● **SUPPLIED RECORDS**:
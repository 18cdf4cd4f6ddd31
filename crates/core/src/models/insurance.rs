use chrono::{DateTime, NaiveDate, Utc};
use serde::{Deserialize, Serialize};
use uuid::Uuid;

#[derive(Debug, Clone, Copy, PartialEq, Eq, PartialOrd, Ord, Hash, Serialize, Deserialize)]
#[serde(rename_all = "camelCase")]
pub enum InsuranceType {
    Life,
    Term,
    Health,
    Vehicle,
    Home,
    Travel,
    Other,
}

impl InsuranceType {
    pub const ALL: [InsuranceType; 7] = [
        InsuranceType::Life,
        InsuranceType::Term,
        InsuranceType::Health,
        InsuranceType::Vehicle,
        InsuranceType::Home,
        InsuranceType::Travel,
        InsuranceType::Other,
    ];
}

impl std::fmt::Display for InsuranceType {
    fn fmt(&self, f: &mut std::fmt::Formatter<'_>) -> std::fmt::Result {
        let label = match self {
            InsuranceType::Life => "Life",
            InsuranceType::Term => "Term",
            InsuranceType::Health => "Health",
            InsuranceType::Vehicle => "Vehicle",
            InsuranceType::Home => "Home",
            InsuranceType::Travel => "Travel",
            InsuranceType::Other => "Other",
        };
        write!(f, "{label}")
    }
}

#[derive(Debug, Clone, Copy, Default, PartialEq, Eq, Hash, Serialize, Deserialize)]
#[serde(rename_all = "camelCase")]
pub enum PremiumFrequency {
    Monthly,
    Quarterly,
    HalfYearly,
    #[default]
    Yearly,
}

impl PremiumFrequency {
    pub fn payments_per_year(self) -> u32 {
        match self {
            PremiumFrequency::Monthly => 12,
            PremiumFrequency::Quarterly => 4,
            PremiumFrequency::HalfYearly => 2,
            PremiumFrequency::Yearly => 1,
        }
    }
}

#[derive(Debug, Clone, PartialEq, Serialize, Deserialize)]
#[serde(rename_all = "camelCase")]
pub struct InsuranceInput {
    pub name: String,
    #[serde(rename = "type")]
    pub insurance_type: InsuranceType,
    pub premium: f64,
    #[serde(default)]
    pub premium_frequency: PremiumFrequency,
    /// Sum assured / cover amount.
    pub coverage: f64,
    #[serde(default)]
    pub policy_number: Option<String>,
    #[serde(default)]
    pub provider: Option<String>,
    pub start_date: NaiveDate,
    #[serde(default)]
    pub end_date: Option<NaiveDate>,
    #[serde(default)]
    pub notes: String,
}

impl InsuranceInput {
    pub fn new(
        name: impl Into<String>,
        insurance_type: InsuranceType,
        premium: f64,
        coverage: f64,
        start_date: NaiveDate,
    ) -> Self {
        Self {
            name: name.into(),
            insurance_type,
            premium,
            premium_frequency: PremiumFrequency::default(),
            coverage,
            policy_number: None,
            provider: None,
            start_date,
            end_date: None,
            notes: String::new(),
        }
    }

    pub fn with_frequency(mut self, frequency: PremiumFrequency) -> Self {
        self.premium_frequency = frequency;
        self
    }
}

#[derive(Debug, Clone, PartialEq, Serialize, Deserialize)]
#[serde(rename_all = "camelCase")]
pub struct Insurance {
    pub id: Uuid,
    pub name: String,
    #[serde(rename = "type")]
    pub insurance_type: InsuranceType,
    pub premium: f64,
    #[serde(default)]
    pub premium_frequency: PremiumFrequency,
    pub coverage: f64,
    #[serde(default)]
    pub policy_number: Option<String>,
    #[serde(default)]
    pub provider: Option<String>,
    pub start_date: NaiveDate,
    #[serde(default)]
    pub end_date: Option<NaiveDate>,
    #[serde(default)]
    pub notes: String,
    pub created_at: DateTime<Utc>,
    pub updated_at: DateTime<Utc>,
}

impl Insurance {
    pub fn from_input(input: InsuranceInput, now: DateTime<Utc>) -> Self {
        Self {
            id: Uuid::new_v4(),
            name: input.name,
            insurance_type: input.insurance_type,
            premium: input.premium,
            premium_frequency: input.premium_frequency,
            coverage: input.coverage,
            policy_number: input.policy_number,
            provider: input.provider,
            start_date: input.start_date,
            end_date: input.end_date,
            notes: input.notes,
            created_at: now,
            updated_at: now,
        }
    }

    pub fn apply(&mut self, input: InsuranceInput, now: DateTime<Utc>) {
        self.name = input.name;
        self.insurance_type = input.insurance_type;
        self.premium = input.premium;
        self.premium_frequency = input.premium_frequency;
        self.coverage = input.coverage;
        self.policy_number = input.policy_number;
        self.provider = input.provider;
        self.start_date = input.start_date;
        self.end_date = input.end_date;
        self.notes = input.notes;
        self.updated_at = now;
    }

    pub fn annual_premium(&self) -> f64 {
        self.premium * f64::from(self.premium_frequency.payments_per_year())
    }

    pub fn monthly_premium(&self) -> f64 {
        self.annual_premium() / 12.0
    }
}
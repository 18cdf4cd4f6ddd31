use std::fmt;

use serde::{Deserialize, Serialize};
use thiserror::Error;

/// A single rejected input field, reported back to the caller before any
/// computation runs.
#[derive(Debug, Clone, PartialEq, Eq, Serialize, Deserialize)]
pub struct FieldError {
    pub field: String,
    pub message: String,
}

impl FieldError {
    pub fn new(field: impl Into<String>, message: impl Into<String>) -> Self {
        Self {
            field: field.into(),
            message: message.into(),
        }
    }
}

impl fmt::Display for FieldError {
    fn fmt(&self, f: &mut fmt::Formatter<'_>) -> fmt::Result {
        write!(f, "{}: {}", self.field, self.message)
    }
}

/// Unified error type for the entire fincalc-core library.
/// Every public function returns `Result<T, CoreError>`.
#[derive(Debug, Error)]
pub enum CoreError {
    // ── Input validation ────────────────────────────────────────────
    #[error("Invalid input: {}", join_fields(.0))]
    InvalidInput(Vec<FieldError>),

    // ── Portfolio ───────────────────────────────────────────────────
    #[error("Record not found: {0}")]
    RecordNotFound(String),

    // ── Storage / File ──────────────────────────────────────────────
    #[error("Invalid file format: {0}")]
    InvalidFileFormat(String),

    #[error("Unsupported file version: {0}")]
    UnsupportedVersion(u16),

    #[error("Encryption failed: {0}")]
    Encryption(String),

    #[error("Decryption failed: wrong password or corrupted file")]
    Decryption,

    #[error("Serialization error: {0}")]
    Serialization(String),

    #[error("Deserialization error: {0}")]
    Deserialization(String),

    #[error("File I/O error: {0}")]
    FileIO(String),

    // ── Configuration ───────────────────────────────────────────────
    #[error("Configuration error: {0}")]
    Config(String),
}

impl CoreError {
    /// Shorthand for a validation failure on one field.
    pub fn invalid(field: impl Into<String>, message: impl Into<String>) -> Self {
        CoreError::InvalidInput(vec![FieldError::new(field, message)])
    }

    /// Field-level messages, if this is a validation failure.
    pub fn field_errors(&self) -> &[FieldError] {
        match self {
            CoreError::InvalidInput(errors) => errors,
            _ => &[],
        }
    }
}

fn join_fields(errors: &[FieldError]) -> String {
    errors
        .iter()
        .map(ToString::to_string)
        .collect::<Vec<_>>()
        .join("; ")
}

// ── Conversion helpers (From impls) ─────────────────────────────────

impl From<std::io::Error> for CoreError {
    fn from(e: std::io::Error) -> Self {
        CoreError::FileIO(e.to_string())
    }
}

impl From<serde_json::Error> for CoreError {
    fn from(e: serde_json::Error) -> Self {
        if e.is_io() {
            CoreError::Serialization(e.to_string())
        } else {
            CoreError::Deserialization(e.to_string())
        }
    }
}

impl From<aes_gcm::Error> for CoreError {
    fn from(_: aes_gcm::Error) -> Self {
        CoreError::Decryption
    }
}
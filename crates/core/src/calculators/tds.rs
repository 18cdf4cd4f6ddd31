use serde::{Deserialize, Serialize};

use super::validation::Validator;
use super::round_currency;
use crate::errors::CoreError;

/// Nature of payment, keyed by the section of the Income Tax Act it falls under.
#[derive(Debug, Clone, Copy, PartialEq, Eq, Hash, Serialize, Deserialize)]
#[serde(rename_all = "camelCase")]
pub enum PaymentNature {
    /// 194A: interest other than on securities.
    Interest,
    /// 194A for a resident senior citizen.
    InterestSeniorCitizen,
    /// 194B: lottery and game winnings.
    Lottery,
    /// 194C: contractor payment to an individual or HUF.
    ContractorIndividual,
    /// 194C: contractor payment to any other entity.
    ContractorOther,
    /// 194H: commission or brokerage.
    Commission,
    /// 194I(a): rent on plant and machinery.
    RentPlantMachinery,
    /// 194I(b): rent on land, building or furniture.
    RentLandBuilding,
    /// 194J: fees for technical services.
    TechnicalFees,
    /// 194J: professional fees.
    ProfessionalFees,
}

/// Statutory rate (percent) and threshold for one payment nature.
#[derive(Debug, Clone, Copy, PartialEq)]
pub struct TdsRule {
    pub section: &'static str,
    pub rate: f64,
    pub threshold: f64,
}

impl PaymentNature {
    pub fn rule(self) -> TdsRule {
        let (section, rate, threshold) = match self {
            PaymentNature::Interest => ("194A", 10.0, 40_000.0),
            PaymentNature::InterestSeniorCitizen => ("194A", 10.0, 50_000.0),
            PaymentNature::Lottery => ("194B", 30.0, 10_000.0),
            PaymentNature::ContractorIndividual => ("194C", 1.0, 30_000.0),
            PaymentNature::ContractorOther => ("194C", 2.0, 30_000.0),
            PaymentNature::Commission => ("194H", 5.0, 15_000.0),
            PaymentNature::RentPlantMachinery => ("194I", 2.0, 240_000.0),
            PaymentNature::RentLandBuilding => ("194I", 10.0, 240_000.0),
            PaymentNature::TechnicalFees => ("194J", 2.0, 30_000.0),
            PaymentNature::ProfessionalFees => ("194J", 10.0, 30_000.0),
        };
        TdsRule {
            section,
            rate,
            threshold,
        }
    }
}

#[derive(Debug, Clone, Copy, PartialEq, Serialize, Deserialize)]
#[serde(rename_all = "camelCase")]
pub struct TdsInput {
    pub amount: f64,
    pub nature: PaymentNature,
    /// Whether the payee's PAN is on file. Without it the rate doubles.
    pub pan_available: bool,
}

#[derive(Debug, Clone, PartialEq, Serialize, Deserialize)]
#[serde(rename_all = "camelCase")]
pub struct TdsResult {
    pub section: String,
    pub threshold: f64,
    pub rate_pct: f64,
    pub tds_amount: f64,
    pub net_payment: f64,
    pub applicable: bool,
}

impl TdsInput {
    pub fn validate(&self) -> Result<(), CoreError> {
        Validator::new().positive("amount", self.amount).finish()
    }
}

pub fn calculate_tds(input: &TdsInput) -> Result<TdsResult, CoreError> {
    input.validate()?;

    let rule = input.nature.rule();
    let applicable = input.amount > rule.threshold;
    let rate = if input.pan_available { rule.rate } else { rule.rate * 2.0 };
    let tds = if applicable { input.amount * rate / 100.0 } else { 0.0 };

    Ok(TdsResult {
        section: rule.section.to_string(),
        threshold: rule.threshold,
        rate_pct: if applicable { rate } else { 0.0 },
        tds_amount: round_currency(tds),
        net_payment: round_currency(input.amount - tds),
        applicable,
    })
}
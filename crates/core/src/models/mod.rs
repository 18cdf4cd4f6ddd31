pub mod insurance;
pub mod investment;
pub mod loan;
pub mod portfolio;
pub mod settings;
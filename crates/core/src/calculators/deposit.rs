use serde::{Deserialize, Serialize};

use super::validation::Validator;
use super::{annuity_due_fv, round_currency};
use crate::errors::CoreError;

/// Interest compounding frequency for a fixed deposit.
/// Indian banks compound FD interest quarterly, hence the default.
#[derive(Debug, Clone, Copy, Default, PartialEq, Eq, Hash, Serialize, Deserialize)]
#[serde(rename_all = "camelCase")]
pub enum Compounding {
    Monthly,
    #[default]
    Quarterly,
    HalfYearly,
    Yearly,
}

impl Compounding {
    pub fn periods_per_year(self) -> u32 {
        match self {
            Compounding::Monthly => 12,
            Compounding::Quarterly => 4,
            Compounding::HalfYearly => 2,
            Compounding::Yearly => 1,
        }
    }
}

impl std::fmt::Display for Compounding {
    fn fmt(&self, f: &mut std::fmt::Formatter<'_>) -> std::fmt::Result {
        match self {
            Compounding::Monthly => write!(f, "Monthly"),
            Compounding::Quarterly => write!(f, "Quarterly"),
            Compounding::HalfYearly => write!(f, "Half-yearly"),
            Compounding::Yearly => write!(f, "Yearly"),
        }
    }
}

#[derive(Debug, Clone, Copy, PartialEq, Serialize, Deserialize)]
#[serde(rename_all = "camelCase")]
pub struct FdInput {
    pub principal: f64,
    pub annual_rate: f64,
    /// Tenure in years; fractional values express extra months.
    pub years: f64,
    #[serde(default)]
    pub compounding: Compounding,
}

#[derive(Debug, Clone, Copy, PartialEq, Serialize, Deserialize)]
#[serde(rename_all = "camelCase")]
pub struct FdResult {
    pub maturity_amount: f64,
    pub interest_earned: f64,
}

impl FdInput {
    pub fn new(principal: f64, annual_rate: f64, years: f64, compounding: Compounding) -> Self {
        Self {
            principal,
            annual_rate,
            years,
            compounding,
        }
    }

    /// Tenure given as whole years plus months, the way deposit forms ask for it.
    pub fn from_years_months(
        principal: f64,
        annual_rate: f64,
        years: u32,
        months: u32,
        compounding: Compounding,
    ) -> Self {
        let tenure = f64::from(years) + f64::from(months) / 12.0;
        Self::new(principal, annual_rate, tenure, compounding)
    }

    pub fn validate(&self) -> Result<(), CoreError> {
        Validator::new()
            .positive("principal", self.principal)
            .range("annual_rate", self.annual_rate, 0.0, 20.0)
            .range("years", self.years, 0.0, 30.0)
            .finish()
    }
}

pub fn calculate_fd(input: &FdInput) -> Result<FdResult, CoreError> {
    input.validate()?;

    let n = f64::from(input.compounding.periods_per_year());
    let maturity = input.principal * (1.0 + input.annual_rate / (100.0 * n)).powf(n * input.years);

    Ok(FdResult {
        maturity_amount: round_currency(maturity),
        interest_earned: round_currency(maturity - input.principal),
    })
}

#[derive(Debug, Clone, Copy, PartialEq, Serialize, Deserialize)]
#[serde(rename_all = "camelCase")]
pub struct RdInput {
    pub monthly_deposit: f64,
    pub annual_rate: f64,
    pub months: u32,
}

#[derive(Debug, Clone, Copy, PartialEq, Serialize, Deserialize)]
#[serde(rename_all = "camelCase")]
pub struct RdResult {
    pub total_deposited: f64,
    pub maturity_amount: f64,
    pub interest_earned: f64,
}

impl RdInput {
    pub fn new(monthly_deposit: f64, annual_rate: f64, months: u32) -> Self {
        Self {
            monthly_deposit,
            annual_rate,
            months,
        }
    }

    pub fn validate(&self) -> Result<(), CoreError> {
        Validator::new()
            .positive("monthly_deposit", self.monthly_deposit)
            .range("annual_rate", self.annual_rate, 0.0, 20.0)
            .count("months", self.months, 1, 120)
            .finish()
    }
}

pub fn calculate_rd(input: &RdInput) -> Result<RdResult, CoreError> {
    input.validate()?;

    let deposited = input.monthly_deposit * f64::from(input.months);
    let maturity = annuity_due_fv(input.monthly_deposit, input.annual_rate / 1200.0, input.months);

    Ok(RdResult {
        total_deposited: round_currency(deposited),
        maturity_amount: round_currency(maturity),
        interest_earned: round_currency(maturity - deposited),
    })
}
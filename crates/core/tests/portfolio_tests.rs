// ═══════════════════════════════════════════════════════════════════
// Portfolio Tests — PortfolioService, AnalyticsService, FinanceTracker
// ═══════════════════════════════════════════════════════════════════

use approx::assert_abs_diff_eq;
use chrono::{NaiveDate, TimeZone, Utc};
use uuid::Uuid;

use fincalc_core::errors::CoreError;
use fincalc_core::models::insurance::{InsuranceInput, InsuranceType, PremiumFrequency};
use fincalc_core::models::investment::{InvestmentInput, InvestmentType};
use fincalc_core::models::loan::{LoanInput, LoanType};
use fincalc_core::models::portfolio::Portfolio;
use fincalc_core::models::settings::Settings;
use fincalc_core::services::analytics_service::AnalyticsService;
use fincalc_core::services::portfolio_service::PortfolioService;
use fincalc_core::storage::store::{KeyValueStore, MemoryStore};
use fincalc_core::FinanceTracker;

fn d(y: i32, m: u32, day: u32) -> NaiveDate {
    NaiveDate::from_ymd_opt(y, m, day).unwrap()
}

fn fund(name: &str, amount: f64) -> InvestmentInput {
    InvestmentInput::new(name, InvestmentType::MutualFund, amount, d(2024, 4, 1))
}

fn term_plan() -> InsuranceInput {
    InsuranceInput::new("Term cover", InsuranceType::Term, 12_000.0, 10_000_000.0, d(2023, 1, 10))
}

fn car_loan() -> LoanInput {
    LoanInput::new("Car", LoanType::Car, 600_000.0, 9.0, 60, d(2024, 1, 5)).with_outstanding(450_000.0)
}

fn tracker() -> FinanceTracker<MemoryStore> {
    FinanceTracker::new(MemoryStore::new())
}
//! Property-based tests for the formula calculators.
//!
//! These check invariants that must hold across the whole valid input
//! range, using `proptest` for case generation.

use proptest::prelude::*;

use fincalc_core::calculators::credit_card::{
    calculate_credit_card_payoff, CreditCardInput, MAX_PAYOFF_MONTHS,
};
use fincalc_core::calculators::deposit::{calculate_fd, Compounding, FdInput};
use fincalc_core::calculators::emi::monthly_installment;
use fincalc_core::calculators::income_tax::{slab_tax, IncomeTaxInput, TaxRegime};
use fincalc_core::calculators::lumpsum::{calculate_lumpsum, LumpsumInput};
use fincalc_core::calculators::sip::{calculate_sip, SipInput};

// =============================================================================
// Generators
// =============================================================================

fn arb_principal() -> impl Strategy<Value = f64> {
    1_000.0f64..50_000_000.0
}

fn arb_loan_rate() -> impl Strategy<Value = f64> {
    0.1f64..=50.0
}

fn arb_compounding() -> impl Strategy<Value = Compounding> {
    prop_oneof![
        Just(Compounding::Monthly),
        Just(Compounding::Quarterly),
        Just(Compounding::HalfYearly),
        Just(Compounding::Yearly),
    ]
}

fn arb_regime() -> impl Strategy<Value = TaxRegime> {
    prop_oneof![Just(TaxRegime::Old), Just(TaxRegime::New)]
}

// =============================================================================
// EMI
// =============================================================================

proptest! {
    #[test]
    fn emi_repays_at_least_principal(p in arb_principal(), r in arb_loan_rate(), n in 1u32..=480) {
        let emi = monthly_installment(p, r, n);
        prop_assert!(emi * f64::from(n) >= p * (1.0 - 1e-12));
    }

    #[test]
    fn emi_increases_with_rate(p in arb_principal(), r in 0.1f64..49.0, n in 1u32..=480) {
        let low = monthly_installment(p, r, n);
        let high = monthly_installment(p, r + 1.0, n);
        prop_assert!(high > low);
    }

    #[test]
    fn emi_increases_with_principal(p in arb_principal(), r in arb_loan_rate(), n in 1u32..=480) {
        prop_assert!(monthly_installment(p * 1.5, r, n) > monthly_installment(p, r, n));
    }

    #[test]
    fn emi_decreases_with_tenure(p in arb_principal(), r in arb_loan_rate(), n in 1u32..480) {
        prop_assert!(monthly_installment(p, r, n + 1) < monthly_installment(p, r, n));
    }
}

// =============================================================================
// SIP
// =============================================================================

proptest! {
    #[test]
    fn sip_investment_is_exact(a in 100u32..100_000, r in 0.0f64..=50.0, t in 1u32..=50) {
        let amount = f64::from(a);
        let result = calculate_sip(&SipInput::new(amount, r, t)).unwrap();
        prop_assert_eq!(result.total_investment, amount * 12.0 * f64::from(t));
    }

    #[test]
    fn sip_value_covers_investment(a in 100u32..100_000, r in 0.1f64..=50.0, t in 1u32..=50) {
        let result = calculate_sip(&SipInput::new(f64::from(a), r, t)).unwrap();
        prop_assert!(result.future_value >= result.total_investment);
    }

    #[test]
    fn zero_step_up_matches_plain_sip(a in 100u32..100_000, r in 0.0f64..=50.0, t in 1u32..=50) {
        let plain = calculate_sip(&SipInput::new(f64::from(a), r, t)).unwrap();
        let stepped = calculate_sip(&SipInput::new(f64::from(a), r, t).with_step_up(0.0)).unwrap();
        prop_assert_eq!(plain, stepped);
    }

    #[test]
    fn step_up_never_lowers_value(a in 100u32..100_000, r in 0.0f64..=30.0, t in 2u32..=30, s in 0.5f64..=25.0) {
        let plain = calculate_sip(&SipInput::new(f64::from(a), r, t)).unwrap();
        let stepped = calculate_sip(&SipInput::new(f64::from(a), r, t).with_step_up(s)).unwrap();
        prop_assert!(stepped.future_value >= plain.future_value);
        prop_assert!(stepped.total_investment >= plain.total_investment);
    }
}

// =============================================================================
// Compound growth boundaries
// =============================================================================

proptest! {
    #[test]
    fn fd_at_zero_tenure_is_principal(p in 1_000u32..10_000_000, r in 0.0f64..=20.0, c in arb_compounding()) {
        let principal = f64::from(p);
        let result = calculate_fd(&FdInput::new(principal, r, 0.0, c)).unwrap();
        prop_assert_eq!(result.maturity_amount, principal);
    }

    #[test]
    fn lumpsum_at_zero_years_is_principal(p in 1_000u32..10_000_000, r in 0.0f64..=50.0) {
        let principal = f64::from(p);
        let result = calculate_lumpsum(&LumpsumInput::new(principal, r, 0.0)).unwrap();
        prop_assert_eq!(result.future_value, principal);
    }
}

// =============================================================================
// Income tax
// =============================================================================

proptest! {
    #[test]
    fn tax_is_monotonic_in_income(income in 0.0f64..50_000_000.0, bump in 1.0f64..1_000_000.0, regime in arb_regime()) {
        let lower = slab_tax(&IncomeTaxInput::new(income, regime));
        let higher = slab_tax(&IncomeTaxInput::new(income + bump, regime));
        prop_assert!(higher >= lower);
    }

    #[test]
    fn marginal_rate_never_exceeds_top_band(income in 0.0f64..50_000_000.0, regime in arb_regime()) {
        let at = slab_tax(&IncomeTaxInput::new(income, regime));
        let above = slab_tax(&IncomeTaxInput::new(income + 1.0, regime));
        prop_assert!(above - at <= 0.30 + 1e-6);
    }
}

// =============================================================================
// Credit card convergence guard
// =============================================================================

proptest! {
    #[test]
    fn insufficient_payment_hits_cap(balance in 10_000.0f64..1_000_000.0, rate in 12.0f64..=48.0, share in 0.01f64..=1.0) {
        let interest = balance * rate / 1200.0;
        let input = CreditCardInput::new(balance, interest * share, rate);
        let result = calculate_credit_card_payoff(&input).unwrap();
        prop_assert_eq!(result.months_to_payoff, MAX_PAYOFF_MONTHS);
        prop_assert!(!result.paid_off);
        prop_assert!(!result.payment_covers_interest);
    }

    #[test]
    fn payoff_never_exceeds_cap(balance in 1_000.0f64..1_000_000.0, payment in 100.0f64..100_000.0, rate in 0.0f64..=60.0) {
        let result = calculate_credit_card_payoff(&CreditCardInput::new(balance, payment, rate)).unwrap();
        prop_assert!(result.months_to_payoff <= MAX_PAYOFF_MONTHS);
        prop_assert!(result.months_to_payoff >= 1);
    }
}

● **PROBLEM STATEMENT**: Show the lines above that have the word "Encryption".

● **TASK RESPONSE**:
    #[error("Encryption failed: {0}")]
    Encryption(String),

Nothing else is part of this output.